Presentation by Jo Sommer, Vicki Katsifis, Katherine Gill
Recovery colleges (RC) have been widely implemented in the UK (There are 30). There are six in the rest of the world, with three of those in Australia. Today’s presentation was on the experiences and achievement of a newly established RC in South-East Sydney.
The RC runs free courses in four streams
- Understanding mental health conditions and treatments
- Rebuilding your life - developing knowledge and skills
- Getting involved in services and making a difference
- Recovery supporting practices (for MHS staff)
The RC curriculum and courses are co-produced by clinical and peer educators. This is the synthesis of lived experience and professional expertise. Co-production entails a flat structure, no hierarchy. It can be a difficult process as clinicians and people with lived experience can have different perspectives. Their ideas won’t necessarily immediately meld together, but generally they become quite complementary when combined. Given this is a new initiative, this co-production is quite rewarding for the educators as well as the students.

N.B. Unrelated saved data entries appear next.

//! Guest draft sessions and remote document generation.
//!
//! SYSTEM CONTEXT
//! ==============
//! Page code restores a guest's in-progress form through
//! [`DraftSessionStore`], writes every edit back through it, and finally hands
//! the draft to [`GenerationClient`], which posts it to the document
//! generation webhook.
//!
//! TRADE-OFFS
//! ==========
//! Drafts are a convenience: storage failures are logged and swallowed inside
//! the store, while network and configuration failures always reach the
//! caller so the UI can render them.

pub mod clock;
pub mod draft;
pub mod generation;

pub use clock::{Clock, ManualClock, SystemClock};
pub use draft::form::AttestationDraft;
pub use draft::storage::{DraftStorage, MemoryStorage, StorageError};
pub use draft::store::{DraftSessionStore, DraftStoreConfig, Restored, StorePhase};
pub use generation::client::GenerationClient;
pub use generation::config::GenerationConfig;
pub use generation::types::{GenerationError, GenerationOutcome, GenerationRequest, GenerationResult, GenerationStatus};

#[cfg(feature = "hydrate")]
pub use draft::storage::LocalStorage;
use super::*;

#[test]
fn manual_clock_advances_shared_instant() {
    let clock = ManualClock::new(OffsetDateTime::UNIX_EPOCH);
    let other = clock.clone();

    clock.advance(Duration::hours(1));

    assert_eq!(other.now(), OffsetDateTime::UNIX_EPOCH + Duration::hours(1));
}

#[test]
fn manual_clock_set_overrides_instant() {
    let clock = ManualClock::new(OffsetDateTime::UNIX_EPOCH);
    let target = OffsetDateTime::UNIX_EPOCH + Duration::days(3);
    clock.set(target);
    assert_eq!(clock.now(), target);
}

#[test]
fn epoch_millis_of_epoch_is_zero() {
    assert_eq!(epoch_millis(OffsetDateTime::UNIX_EPOCH), 0);
}

#[test]
fn epoch_millis_truncates_sub_millisecond_precision() {
    let at = OffsetDateTime::UNIX_EPOCH + Duration::seconds(2) + Duration::microseconds(1_500);
    assert_eq!(epoch_millis(at), 2_001);
}

#[test]
fn system_clock_is_after_epoch() {
    assert!(SystemClock.now() > OffsetDateTime::UNIX_EPOCH);
}
//! Document generation — posting a finished draft to the automation webhook.
//!
//! DESIGN
//! ======
//! `config` resolves the webhook URL from the environment, `types` holds the
//! request/response wire shapes and errors, and `client` performs the single
//! `POST`. The client keeps no state between calls.

pub mod client;
pub mod config;
pub mod types;
use super::*;
use serde_json::json;

fn filled() -> AttestationDraft {
    AttestationDraft {
        document_type: DEFAULT_DOCUMENT_TYPE.into(),
        last_name: "Dupont".into(),
        first_name: "Jean".into(),
        email: "j@x.fr".into(),
        role: "Dev".into(),
        employer: "Acme".into(),
        start_date: "2024-01-01".into(),
        end_date: None,
    }
}

#[test]
fn serializes_with_form_keys() {
    let value = serde_json::to_value(filled()).unwrap();
    assert_eq!(
        value,
        json!({
            "documentType": "employer_attestation",
            "nom": "Dupont",
            "prenom": "Jean",
            "email": "j@x.fr",
            "poste": "Dev",
            "entreprise": "Acme",
            "dateDebut": "2024-01-01"
        })
    );
}

#[test]
fn deserializes_partial_draft_with_defaults() {
    let draft: AttestationDraft = serde_json::from_value(json!({"nom": "Dupont"})).unwrap();
    assert_eq!(draft.last_name, "Dupont");
    assert_eq!(draft.document_type, DEFAULT_DOCUMENT_TYPE);
    assert!(draft.end_date.is_none());
}

#[test]
fn end_date_round_trips_when_present() {
    let mut draft = filled();
    draft.end_date = Some("2024-12-31".into());
    let value = serde_json::to_value(&draft).unwrap();
    assert_eq!(value["dateFin"], "2024-12-31");
}

#[test]
fn default_draft_is_missing_every_person_field() {
    assert_eq!(
        AttestationDraft::default().missing_fields(),
        vec!["nom", "prenom", "email", "poste", "entreprise", "dateDebut"]
    );
}

#[test]
fn whitespace_counts_as_missing() {
    let mut draft = filled();
    draft.email = "  ".into();
    assert_eq!(draft.missing_fields(), vec!["email"]);
    assert!(!draft.is_complete());
}

#[test]
fn filled_draft_is_complete() {
    assert!(filled().is_complete());
}

#[test]
fn null_text_fields_read_as_empty() {
    let draft: AttestationDraft =
        serde_json::from_value(json!({"nom": null, "prenom": "Jean", "dateFin": null})).unwrap();
    assert_eq!(draft.last_name, "");
    assert_eq!(draft.first_name, "Jean");
    assert!(draft.end_date.is_none());
    assert_eq!(draft.missing_fields(), vec!["nom", "email", "poste", "entreprise", "dateDebut"]);
}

The students who took these courses said they felt empowered in ways they hadn’t experienced before. They said it increased a sense of hope and connectedness and was a catalyst for change. A pilot evaluation of the RC involved asking students to set goals which the course may help them with. Out of the 28 students in the pilot study, 25 achieved or at least partially achieved one of their goals. These were often quite specific goals such as employment, weight loss, accommodation, relationships etc.

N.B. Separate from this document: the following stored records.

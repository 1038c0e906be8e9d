//! Webhook client for document generation.
//!
//! Thin HTTP wrapper: one `POST` per submit, no retries, no caching, no
//! internal timeout beyond the transport defaults. Pure parsing lives in
//! `parse_response` and `remote_message` for testability.

use serde::Serialize;
use tracing::{error, info, warn};

use super::config::{GenerationConfig, WEBHOOK_URL_VAR};
use super::types::{GenerationError, GenerationRequest, GenerationResult};

// =============================================================================
// CLIENT
// =============================================================================

/// Submits finished drafts to the generation webhook.
#[derive(Debug, Clone)]
pub struct GenerationClient {
    http: reqwest::Client,
    webhook_url: Option<String>,
}

impl GenerationClient {
    /// Build a client. A missing webhook URL is accepted here and reported
    /// on the first `submit`, so pages can render before config is known.
    ///
    /// # Errors
    ///
    /// Returns an error if the HTTP client fails to build.
    pub fn new(config: GenerationConfig) -> Result<Self, GenerationError> {
        let http = reqwest::Client::builder()
            .build()
            .map_err(|e| GenerationError::HttpClientBuild(e.to_string()))?;
        Ok(Self { http, webhook_url: config.webhook_url })
    }

    /// Build a client from `GENERATION_WEBHOOK_URL`.
    ///
    /// # Errors
    ///
    /// Returns an error if the HTTP client fails to build.
    pub fn from_env() -> Result<Self, GenerationError> {
        Self::new(GenerationConfig::from_env())
    }

    #[must_use]
    pub fn webhook_url(&self) -> Option<&str> {
        self.webhook_url.as_deref()
    }

    /// Post `request` to the webhook and return its answer unchanged.
    ///
    /// A `200` whose body says `"status": "error"` is still `Ok`; inspect
    /// [`GenerationResult::outcome`].
    ///
    /// # Errors
    ///
    /// - [`GenerationError::Configuration`] when no URL is set (nothing is sent)
    /// - [`GenerationError::Transport`] when no HTTP response arrives
    /// - [`GenerationError::Remote`] on a non-2xx status
    /// - [`GenerationError::InvalidResponse`] when a 2xx body does not parse
    pub async fn submit<T: Serialize>(
        &self,
        request: &GenerationRequest<T>,
    ) -> Result<GenerationResult, GenerationError> {
        let Some(url) = self.webhook_url.as_deref() else {
            warn!(var = WEBHOOK_URL_VAR, "generation submit without configured webhook");
            return Err(GenerationError::Configuration { var: WEBHOOK_URL_VAR });
        };

        let response = self
            .http
            .post(url)
            .json(request)
            .send()
            .await
            .map_err(|e| transport_error(&e))?;

        let status = response.status();
        let text = response.text().await.map_err(|e| transport_error(&e))?;

        if !status.is_success() {
            error!(%status, "generation webhook rejected request");
            return Err(GenerationError::Remote {
                status: status.to_string(),
                code: status.as_u16(),
                message: remote_message(&text),
            });
        }

        let result = parse_response(&text)?;
        info!(status = ?result.status, document_id = ?result.document_id, "generation completed");
        Ok(result)
    }
}

fn transport_error(e: &reqwest::Error) -> GenerationError {
    error!(error = %e, "generation request failed");
    GenerationError::Transport(e.to_string())
}

// =============================================================================
// PARSING
// =============================================================================

#[derive(serde::Deserialize)]
struct ErrorBody {
    message: Option<String>,
}

fn parse_response(body: &str) -> Result<GenerationResult, GenerationError> {
    serde_json::from_str(body).map_err(|e| {
        error!(error = %e, "generation response parse failed");
        GenerationError::InvalidResponse(e.to_string())
    })
}

/// Pull `message` out of an error body, if the body is JSON and has one.
fn remote_message(body: &str) -> Option<String> {
    serde_json::from_str::<ErrorBody>(body)
        .ok()
        .and_then(|b| b.message)
        .filter(|m| !m.trim().is_empty())
}

#[cfg(test)]
#[path = "client_test.rs"]
mod tests;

The pilot didn’t uncover many significant differences in quantitative measures of wellbeing or recovery, but the qualitative results and feedback indicated the RC was well received by students. All of the students said they had their expectations met or exceeded and all of the students said they would recommend it to someone else. The pilot also indicated that further research should focus on the effect that participation in these courses has longitudinally on wellbeing and use of other services.
As a personal reflection on this presentation, I found it quite interesting to hear that some of the clinical educators reported that as a result of the co-production process, they were re-evaluating the way they communicated in their normal practice.